*ASSIGNED TASK*
Only the lines below starting at the one that contains "independent of rendering." and ending at the one that contains "let data = |file: &str|" are to be reproduced, exactly and with both ends kept.

*DATA RECORDS*
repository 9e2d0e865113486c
use std::collections::HashMap;
use std::sync::atomic::{AtomicU64, Ordering};
use std::sync::Arc;

use async_trait::async_trait;
use chrono::{DateTime, Utc};
use tokio::sync::Mutex;

use crate::domain::entities::Ticket;
use crate::domain::ports::{Clock, TicketStore};

pub type TicketTable = Arc<Mutex<HashMap<u64, Ticket>>>;

// Application state holding ticket storage.
#[derive(Clone)]
pub struct AppState {
    pub tickets: TicketTable,
    pub next_id: Arc<AtomicU64>,
}

impl AppState {
    pub fn new() -> Self {
        Self {
            tickets: Arc::new(Mutex::new(HashMap::new())),
            next_id: Arc::new(AtomicU64::new(1)),
        }
    }
}

// In-memory ticket store adapter for the helpdesk service.
#[derive(Clone)]
pub struct InMemoryTicketStore {
    pub tickets: TicketTable,
    pub next_id: Arc<AtomicU64>,
}

impl InMemoryTicketStore {
    pub fn from_state(state: &AppState) -> Self {
        Self {
            tickets: state.tickets.clone(),
            next_id: state.next_id.clone(),
        }
    }
}

#[async_trait]
impl TicketStore for InMemoryTicketStore {
    async fn insert(&self, mut ticket: Ticket) -> Result<u64, String> {
        let id = self.next_id.fetch_add(1, Ordering::Relaxed);
        ticket.id = id;
        let mut tickets = self.tickets.lock().await;
        tickets.insert(id, ticket);
        Ok(id)
    }

    async fn get(&self, id: u64) -> Result<Option<Ticket>, String> {
        let tickets = self.tickets.lock().await;
        Ok(tickets.get(&id).cloned())
    }

    async fn update(&self, ticket: Ticket) -> Result<bool, String> {
        let mut tickets = self.tickets.lock().await;
        match tickets.get_mut(&ticket.id) {
            Some(slot) => {
                *slot = ticket;
                Ok(true)
            }
            None => Ok(false),
        }
    }
}

// System clock adapter used by ticket use cases.
#[derive(Clone)]
pub struct SystemClock;

impl Clock for SystemClock {
    fn now(&self) -> DateTime<Utc> {
        Utc::now()
    }
}
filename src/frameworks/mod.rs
pub mod server;
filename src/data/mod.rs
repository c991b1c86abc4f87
/// Data layer: NDVI tables, loading, date filtering and comparison pairing.
///
/// Architecture:
/// ```text
///  .csv / .json / .parquet
///        │
///        ▼
///   ┌──────────┐
///   │  loader   │  parse file → ObservationTable
///   └──────────┘
///        │
///        ▼
///   ┌──────────┐
///   │  filter   │  keep rows inside the chosen date range
///   └──────────┘
///        │
///        ▼
///   ┌──────────┐
///   │  compare  │  baseline + alternative → styled ComparisonSeries
///   └──────────┘
/// ```

pub mod compare;
pub mod filter;
pub mod loader;
pub mod model;
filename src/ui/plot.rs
use chrono::{Datelike, NaiveDate};
use eframe::egui::Ui;
use egui_plot::{Legend, Line, LineStyle, Plot, PlotPoint, PlotPoints, PlotUi, Points};

use crate::color::LabelColors;
use crate::data::compare::{ComparisonSeries, LinePattern};
use crate::data::model::ObservationTable;

// ---------------------------------------------------------------------------
// Date axis helpers
// ---------------------------------------------------------------------------

/// Plot x coordinate of a date (days from the common era).
pub fn date_to_x(date: NaiveDate) -> f64 {
    date.num_days_from_ce() as f64
}

pub fn x_to_date(x: f64) -> Option<NaiveDate> {
    if !x.is_finite() {
        return None;
    }
    NaiveDate::from_num_days_from_ce_opt(x.round() as i32)
}

fn date_label(x: f64) -> String {
    x_to_date(x)
        .map(|d| d.format("%Y-%m-%d").to_string())
        .unwrap_or_default()
}

fn show_ndvi_plot(ui: &mut Ui, id: &str, add_contents: impl FnOnce(&mut PlotUi)) {
    Plot::new(id)
        .height(280.0)
        .legend(Legend::default())
        .x_axis_label("Date")
        .y_axis_label("NDVI")
        .x_axis_formatter(|mark, _range| date_label(mark.value))
        .label_formatter(|name: &str, value: &PlotPoint| {
            let date = date_label(value.x);
            if name.is_empty() {
                format!("{date}\nNDVI {:.3}", value.y)
            } else {
                format!("{name}\n{date}\nNDVI {:.3}", value.y)
            }
        })
        .allow_boxed_zoom(true)
        .allow_drag(true)
        .allow_scroll(false)
        .allow_zoom(true)
        .show(ui, add_contents);
}

// ---------------------------------------------------------------------------
// Single-table chart
// ---------------------------------------------------------------------------

/// One line with markers per label, in file order.
pub fn ndvi_chart(ui: &mut Ui, id: &str, table: &ObservationTable) {
    let labels = table.labels();
    let colors = LabelColors::new(labels.iter().copied());

    show_ndvi_plot(ui, id, |plot_ui| {
        for label in &labels {
            let coords: Vec<[f64; 2]> = table
                .series_for(label)
                .into_iter()
                .map(|(date, v)| [date_to_x(date), v])
                .collect();
            let color = colors.color_for(label);

            plot_ui.line(
                Line::new(PlotPoints::from(coords.clone()))
                    .name(*label)
                    .color(color)
                    .width(1.5),
            );
            plot_ui.points(Points::new(coords).name(*label).color(color).radius(2.5));
        }
    });
}

// ---------------------------------------------------------------------------
// Comparison chart
// ---------------------------------------------------------------------------

fn line_style(pattern: LinePattern) -> LineStyle {
    match pattern {
        LinePattern::Solid => LineStyle::Solid,
        LinePattern::Dotted => LineStyle::dotted_dense(),
    }
}

/// Baseline (dotted) and alternative (solid) lines, coloured by zone.
pub fn comparison_chart(ui: &mut Ui, id: &str, series: &[ComparisonSeries]) {
    show_ndvi_plot(ui, id, |plot_ui| {
        for s in series {
            let points: PlotPoints = s
                .points
                .iter()
                .map(|&(date, v)| [date_to_x(date), v])
                .collect();

            plot_ui.line(
                Line::new(points)
                    .name(&s.name)
                    .color(s.color.to_color32())
                    .style(line_style(s.pattern))
                    .width(1.5),
            );
        }
    });
}
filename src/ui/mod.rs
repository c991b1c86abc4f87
pub mod panels;
pub mod plot;
use std::collections::{BTreeMap, BTreeSet};
use std::path::PathBuf;

use crate::config::{ChartSpec, ComparisonSpec, DashboardConfig};
use crate::data::compare::{build_comparison, ComparisonSeries};
use crate::data::filter::{filter_table, DateRange};
use crate::data::loader::{load_table, LoadError};
use crate::data::model::ObservationTable;

// ---------------------------------------------------------------------------
// Views
// ---------------------------------------------------------------------------

/// Top-level pages of the dashboard.
#[derive(Debug, Clone, Copy, PartialEq, Eq, Default)]
pub enum View {
    #[default]
    Map,
    Charts,
    Documentation,
}

impl View {
    pub const ALL: [View; 3] = [View::Map, View::Charts, View::Documentation];

    pub fn title(self) -> &'static str {
        match self {
            View::Map => "Interactive Map",
            View::Charts => "NDVI Charts",
            View::Documentation => "Documentation",
        }
    }
}

// ---------------------------------------------------------------------------
// Panels
// ---------------------------------------------------------------------------

/// Outcome of loading one configured file.
#[derive(Debug, Clone, PartialEq)]
pub enum PanelData {
    Loaded(ObservationTable),
    /// File does not exist; shown as a warning, not an error.
    Missing,
    Failed(String),
}

impl PanelData {
    pub fn table(&self) -> Option<&ObservationTable> {
        match self {
            PanelData::Loaded(t) => Some(t),
            _ => None,
        }
    }
}

/// A single-file chart with its date window.
#[derive(Debug, Clone)]
pub struct ChartPanel {
    pub spec: ChartSpec,
    pub data: PanelData,
    /// Full span of the loaded data.
    pub bounds: Option<DateRange>,
    pub range: Option<DateRange>,
    /// Rows inside `range` (cached).
    pub visible: ObservationTable,
}

impl ChartPanel {
    fn new(spec: ChartSpec, data: PanelData) -> Self {
        let bounds = data.table().and_then(DateRange::covering);
        let visible = data.table().cloned().unwrap_or_default();
        Self {
            spec,
            data,
            bounds,
            range: bounds,
            visible,
        }
    }

    pub fn set_range(&mut self, range: DateRange) {
        let (Some(bounds), Some(table)) = (self.bounds, self.data.table()) else {
            return;
        };
        let range = range.clamp_to(bounds);
        self.visible = filter_table(table, &range);
        self.range = Some(range);
    }
}

/// A baseline/alternative pair drawn on one chart.
#[derive(Debug, Clone)]
pub struct ComparisonPanel {
    pub spec: ComparisonSpec,
    pub baseline: PanelData,
    pub alternative: PanelData,
    pub bounds: Option<DateRange>,
    pub range: Option<DateRange>,
    /// Series for the current range (cached).
    pub series: Vec<ComparisonSeries>,
}

impl ComparisonPanel {
    fn new(spec: ComparisonSpec, baseline: PanelData, alternative: PanelData) -> Self {
        let bounds = match (
            baseline.table().and_then(DateRange::covering),
            alternative.table().and_then(DateRange::covering),
        ) {
            (Some(a), Some(b)) => Some(a.union(b)),
            (a, b) => a.or(b),
        };
        let mut panel = Self {
            spec,
            baseline,
            alternative,
            bounds,
            range: bounds,
            series: Vec::new(),
        };
        panel.rebuild();
        panel
    }

    pub fn set_range(&mut self, range: DateRange) {
        if let Some(bounds) = self.bounds {
            self.range = Some(range.clamp_to(bounds));
            self.rebuild();
        }
    }

    /// Filter both tables to the current range, then pair them.
    fn rebuild(&mut self) {
        let empty = ObservationTable::default();
        let baseline = self.baseline.table().unwrap_or(&empty);
        let alternative = self.alternative.table().unwrap_or(&empty);

        self.series = match self.range {
            Some(range) => build_comparison(
                &filter_table(baseline, &range),
                &filter_table(alternative, &range),
                &self.spec.prefixes,
            ),
            None => build_comparison(baseline, alternative, &self.spec.prefixes),
        };
    }
}

// ---------------------------------------------------------------------------
// Application state
// ---------------------------------------------------------------------------

/// The full UI state, independent of rendering.
pub struct AppState {
    pub config: DashboardConfig,

    /// Current page.
    pub view: View,

    pub charts: Vec<ChartPanel>,
    pub comparisons: Vec<ComparisonPanel>,

    /// Status / error message shown in the UI.
    pub status_message: Option<String>,
}

impl AppState {
    pub fn new(config: DashboardConfig) -> Self {
        let mut state = Self {
            config,
            view: View::default(),
            charts: Vec::new(),
            comparisons: Vec::new(),
            status_message: None,
        };
        state.reload();
        state
    }

    /// Re-read every configured file from the assets directory.
    ///
    /// Each distinct file is read once even when several panels use it.
    pub fn reload(&mut self) {
        let files: BTreeSet<&str> = self
            .config
            .charts
            .iter()
            .map(|c| c.file.as_str())
            .chain(self.config.comparisons.iter().flat_map(|c| {
                [c.baseline_file.as_str(), c.alternative_file.as_str()]
            }))
            .collect();
        let loaded: BTreeMap<&str, PanelData> =
            files.into_iter().map(|f| (f, self.load(f))).collect();
        let data = |file: &str| loaded.get(file).cloned().unwrap_or(PanelData::Missing);

        let charts = self
            .config
            .charts
            .iter()
            .map(|spec| ChartPanel::new(spec.clone(), data(&spec.file)))
            .collect();
        let comparisons = self
            .config
            .comparisons
            .iter()
            .map(|spec| {
                ComparisonPanel::new(
                    spec.clone(),
                    data(&spec.baseline_file),
                    data(&spec.alternative_file),
                )
            })
            .collect();

        let failures = loaded
            .values()
            .filter(|d| matches!(d, PanelData::Failed(_)))
            .count();
        self.status_message = (failures > 0).then(|| format!("{failures} file(s) failed to load"));
        self.charts = charts;
        self.comparisons = comparisons;
    }

    /// Point the dashboard at another assets folder and reload.
    pub fn set_assets_dir(&mut self, dir: PathBuf) {
        log::info!("assets directory set to {}", dir.display());
        self.config.assets_dir = dir;
        self.reload();
    }

    fn load(&self, file: &str) -> PanelData {
        let path = self.config.asset_path(file);
        match load_table(&path, &self.config.columns) {
            Ok(table) => {
                log::info!("Loaded {} observations from {}", table.len(), path.display());
                PanelData::Loaded(table)
            }
            Err(LoadError::NotFound(_)) => {
                log::warn!("{} is unavailable", path.display());
                PanelData::Missing
            }
            Err(e) => {
                log::error!("Failed to load {}: {e}", path.display());
                PanelData::Failed(format!("{file}: {e}"))
            }
        }
    }
}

*ANSWER SPACE*
/// The full UI state, independent of rendering.
pub struct AppState {
    pub config: DashboardConfig,

    /// Current page.
    pub view: View,

    pub charts: Vec<ChartPanel>,
    pub comparisons: Vec<ComparisonPanel>,

    /// Status / error message shown in the UI.
    pub status_message: Option<String>,
}

impl AppState {
    pub fn new(config: DashboardConfig) -> Self {
        let mut state = Self {
            config,
            view: View::default(),
            charts: Vec::new(),
            comparisons: Vec::new(),
            status_message: None,
        };
        state.reload();
        state
    }

    /// Re-read every configured file from the assets directory.
    ///
    /// Each distinct file is read once even when several panels use it.
    pub fn reload(&mut self) {
        let files: BTreeSet<&str> = self
            .config
            .charts
            .iter()
            .map(|c| c.file.as_str())
            .chain(self.config.comparisons.iter().flat_map(|c| {
                [c.baseline_file.as_str(), c.alternative_file.as_str()]
            }))
            .collect();
        let loaded: BTreeMap<&str, PanelData> =
            files.into_iter().map(|f| (f, self.load(f))).collect();
        let data = |file: &str| loaded.get(file).cloned().unwrap_or(PanelData::Missing);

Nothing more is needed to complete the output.